_Requirement_. Give back exactly the lines of the material below that start at the line containing "the broadcast address" and end at the line containing "the next tick.", and no others.

_Recorded data_.
//! Walks one name through its whole lease on a simulated clock.
//!
//! Run with `RUST_LOG=debug` to see every component's log lines.

use std::sync::Arc;

use anyhow::{bail, Context, Result};
use leased_names_core::controller::{Price, PriceOracle};
use leased_names_core::utils::{init_logging, ManualClock};
use leased_names_core::{create_name_service, Address, CoreConfig, CoreError, Deployment, RegistrationRequest};

const DAY: u64 = 24 * 60 * 60;

/// Flat one unit per day
#[derive(Debug)]
struct PerDay;

impl PriceOracle for PerDay {
    fn price(&self, _name: &str, _expires: u64, duration: u64) -> Price {
        Price {
            base: u128::from(duration / DAY),
            premium: 0,
        }
    }
}

fn main() -> Result<()> {
    let config = CoreConfig::development();
    init_logging(&config.log_level);

    let clock = ManualClock::new(0);
    let admin = Address::from([1; 20]);
    let alice = Address::from([2; 20]);
    let bob = Address::from([3; 20]);
    let service = create_name_service(config, Deployment::new(admin), Arc::new(PerDay), Arc::new(clock.clone()))
        .context("bootstrapping name service")?;

    let request = RegistrationRequest::with_random_secret("alice", alice, 365 * DAY);
    let commitment = service.read(|state, _| state.controller().make_commitment_with_config(&request))??;
    service.commit(alice, commitment)?;
    clock.advance(70);

    let receipt = service.register(alice, 400, &request)?;
    println!("alice registered until {} (refund {})", receipt.expires, receipt.refund);

    clock.set(receipt.expires + 1);
    match service.owner_of("alice") {
        Err(CoreError::NameExpired(_)) => println!("alice expired, in grace: available = {}", service.available("alice")?),
        other => bail!("unexpected holder query result: {:?}", other),
    }

    clock.set(receipt.expires + 90 * DAY);
    let request = RegistrationRequest::with_random_secret("alice", bob, 365 * DAY);
    let commitment = service.read(|state, _| state.controller().make_commitment_with_config(&request))??;
    service.commit(bob, commitment)?;
    clock.advance(70);
    service.register(bob, 365, &request)?;
    println!("alice re-registered by {:?}", service.owner_of("alice")?);

    println!("{} events committed", service.events()?.len());
    Ok(())
}
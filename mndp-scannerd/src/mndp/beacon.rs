use std::net::{Ipv4Addr, SocketAddr, SocketAddrV4};
use socket2::{Domain, Protocol, Socket, Type};
use tokio::net::UdpSocket;
use tokio_util::sync::CancellationToken;
use anyhow::{Context, Result};
use shared::codec::PacketEncoder;
use shared::protocol::{BEACON_INTERVAL, MNDP_BROADCAST_ADDR, MNDP_PORT};
use crate::mndp::host::HostInfo;

/// Ephemeral-port UDP socket allowed to send to the broadcast address
fn create_broadcast_socket() -> std::io::Result<UdpSocket> {
    let socket = Socket::new(Domain::IPV4, Type::DGRAM, Some(Protocol::UDP))?;
    socket.set_broadcast(true)?;

    let addr = SocketAddr::V4(SocketAddrV4::new(Ipv4Addr::UNSPECIFIED, 0));
    socket.bind(&addr.into())?;
    socket.set_nonblocking(true)?;

    UdpSocket::from_std(socket.into())
}

/// Announce this host every [`BEACON_INTERVAL`] until cancelled.
///
/// Only failing to open the socket ends the task; a failed send is logged and
/// retried on the next tick.
pub async fn run_beacon(host: HostInfo, cancel: CancellationToken) -> Result<()> {
    let socket = create_broadcast_socket().context("Failed to create beacon socket")?;
    let target = SocketAddrV4::new(MNDP_BROADCAST_ADDR, MNDP_PORT);
    let encoder = PacketEncoder::new();

    tracing::info!("Announcing to {} every {:?}", target, BEACON_INTERVAL);

    let mut interval = tokio::time::interval(BEACON_INTERVAL);

    loop {
        tokio::select! {
            _ = interval.tick() => {
                let facts = host.facts();
                let packet = match encoder.encode(&facts) {
                    Ok(packet) => packet,
                    Err(e) => {
                        tracing::error!("Failed to encode announcement: {}", e);
                        continue;
                    }
                };

                match socket.send_to(&packet, target).await {
                    Ok(sent) => tracing::debug!("Sent {} byte announcement as {}", sent, facts.identity),
                    Err(e) => tracing::warn!("Failed to send announcement: {}", e),
                }
            }

            _ = cancel.cancelled() => {
                tracing::info!("Beacon shutting down");
                break;
            }
        }
    }

    Ok(())
}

_Final answer_.
/// Ephemeral-port UDP socket allowed to send to the broadcast address
fn create_broadcast_socket() -> std::io::Result<UdpSocket> {
    let socket = Socket::new(Domain::IPV4, Type::DGRAM, Some(Protocol::UDP))?;
    socket.set_broadcast(true)?;

    let addr = SocketAddr::V4(SocketAddrV4::new(Ipv4Addr::UNSPECIFIED, 0));
    socket.bind(&addr.into())?;
    socket.set_nonblocking(true)?;

    UdpSocket::from_std(socket.into())
}

/// Announce this host every [`BEACON_INTERVAL`] until cancelled.
///
/// Only failing to open the socket ends the task; a failed send is logged and
/// retried on the next tick.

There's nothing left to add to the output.